- _EXERCISE_: Whatever follows the line containing "pub mod lifecycle;" in the listing below should be printed exactly, along with that line itself.

- _DATA FOR REVIEW_:
>>>>>

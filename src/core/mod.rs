//! Content resolution and lifecycle logic.
//!
//! This module contains:
//! - classifier / embed / presentation: pure link handling
//! - lifecycle: create / list / delete against the store
//! - share: publishing and viewing shared collections
//! - session: sign-up, sign-in, sign-out

pub mod classifier;
pub mod embed;
pub mod error;
pub mod lifecycle;
pub mod presentation;
pub mod session;
pub mod share;

// Re-export commonly used types
pub use classifier::classify;
pub use embed::{to_embed, EmbedReference};
pub use error::{ContentError, ValidationError};
pub use lifecycle::{
    AssumeYes, CollectionState, Confirm, LifecycleController, Refreshed, RemoveOutcome,
};
pub use presentation::{display_host, present, Presentation};
pub use session::SessionController;
pub use share::{share_url, Delivery, ShareController, ShareLink, SharedView};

<<<<<

- _SOLUTION TO THIS TASK_:
pub mod lifecycle;
pub mod presentation;
pub mod session;
pub mod share;

// Re-export commonly used types
pub use classifier::classify;
pub use embed::{to_embed, EmbedReference};
pub use error::{ContentError, ValidationError};
pub use lifecycle::{
    AssumeYes, CollectionState, Confirm, LifecycleController, Refreshed, RemoveOutcome,
};
pub use presentation::{display_host, present, Presentation};
pub use session::SessionController;
pub use share::{share_url, Delivery, ShareController, ShareLink, SharedView};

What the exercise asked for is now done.